Avec l’internet et le numérique, « la duplication est beaucoup plus facile et je ne vois pas techniquement comment on peut y mettre fin », souligne M. Boughedir, plaidant pour une approche plus souple.

« La piraterie apparemment est irréversible. C’est pour cela qu’il faut qu’on s’adapte », estime ce pionnier du Fespaco.

Des solutions innovantes comme une taxe sur les DVD vierges servant au piratage sont à l’étude dans certains pays comme la Tunisie ou le Maroc.

« On peut instaurer une taxe de quelques centimes sur la vente de DVD vierges. Comme ça, le type qui achète le DVD ne sait pas qu’il contribue à une petite échelle au financement légal du cinéma local », avance M. Boughedir.

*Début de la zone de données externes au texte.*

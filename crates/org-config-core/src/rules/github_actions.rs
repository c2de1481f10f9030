//! `github_actions` section rules

use super::{check_optional_bool, expect_list, expect_object, expect_string, field_path, index_path};
use crate::patterns::REPOSITORY;
use crate::validation::{RuleCode, ValidationResult};
use crate::validator::{SectionContext, SectionRule};
use crate::ConfigTree;

const SECTION: &str = "github_actions";

/// Validates the GitHub Actions access configuration
///
/// Repository entries without a `repo` field are left alone.
pub struct GithubActionsRule;

impl SectionRule for GithubActionsRule {
    fn section(&self) -> &'static str {
        SECTION
    }

    fn check(&self, value: &ConfigTree, _context: &SectionContext, result: &mut ValidationResult) {
        let Some(github) = expect_object(value, SECTION, result) else {
            return;
        };

        check_optional_bool(github, "enabled", SECTION, result);

        let Some(repositories) = github.get("repositories") else {
            return;
        };
        let repositories_path = field_path(SECTION, "repositories");
        let Some(repositories) = expect_list(repositories, &repositories_path, result) else {
            return;
        };

        for (i, entry) in repositories.iter().enumerate() {
            let Some(repo) = entry.get("repo") else {
                continue;
            };
            let repo_path = field_path(&index_path(&repositories_path, i), "repo");
            let Some(repo) = expect_string(repo, &repo_path, result) else {
                continue;
            };
            if !REPOSITORY.is_match(repo) {
                result.error(
                    RuleCode::InvalidRepository,
                    format!("{} has invalid format (should be 'org/repo')", repo_path),
                    repo_path,
                );
            }
        }
    }
}

#[cfg(test)]
mod tests {
    use super::*;
    use serde_json::json;

    fn check(value: ConfigTree) -> ValidationResult {
        let mut result = ValidationResult::new();
        GithubActionsRule.check(&value, &SectionContext::default(), &mut result);
        result
    }

    #[test]
    fn test_valid_repositories() {
        let result = check(json!({
            "enabled": true,
            "repositories": [
                {"repo": "acme/infrastructure", "environments": ["dev"]},
                {"repo": "acme/web.app"},
                {"branch": "main"},
                "ignored"
            ]
        }));
        assert!(result.is_valid());
    }

    #[test]
    fn test_invalid_repo_format() {
        let result = check(json!({"repositories": [{"repo": "acme"}, {"repo": "acme/a/b"}]}));
        assert_eq!(result.errors.len(), 2);
        assert_eq!(
            result.errors[0].message,
            "github_actions.repositories[0].repo has invalid format (should be 'org/repo')"
        );
        assert_eq!(result.errors[1].path, "github_actions.repositories[1].repo");
    }

    #[test]
    fn test_wrong_shapes() {
        let result = check(json!({"enabled": 1, "repositories": {"repo": "acme/x"}}));
        let codes: Vec<_> = result.errors.iter().map(|e| e.code).collect();
        assert_eq!(codes, vec![RuleCode::ExpectedBoolean, RuleCode::ExpectedList]);
    }

    #[test]
    fn test_non_string_repo() {
        let result = check(json!({"repositories": [{"repo": 12}]}));
        assert_eq!(result.errors.len(), 1);
        assert_eq!(result.errors[0].code, RuleCode::ExpectedString);
    }

    #[test]
    fn test_not_an_object() {
        let result = check(json!(["acme/x"]));
        assert_eq!(result.errors[0].message, "github_actions must be an object");
    }
}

On évoque aussi la possibilité de contraindre les télévisions à verser une quote-part de leurs recettes publicitaires à un fonds de développement du cinéma, qui financerait la production de films et téléfilms, comme en France.

« Le distributeur qui fait entrer James Bond dans le pays devrait être obligé de verser quelques centimes pour le cinéma local », juge aussi M. Kobio.

« On ne peut plus dire à l’Etat de donner des subventions mais d’être un organisme régulateur, de faire des lois qui régulent les marchés, créent des vases communicants pour que chaque fois qu’il y a un nouveau mode de diffusion, ceui-ci contribue au financement du cinéma africain », résume M. Boughedir.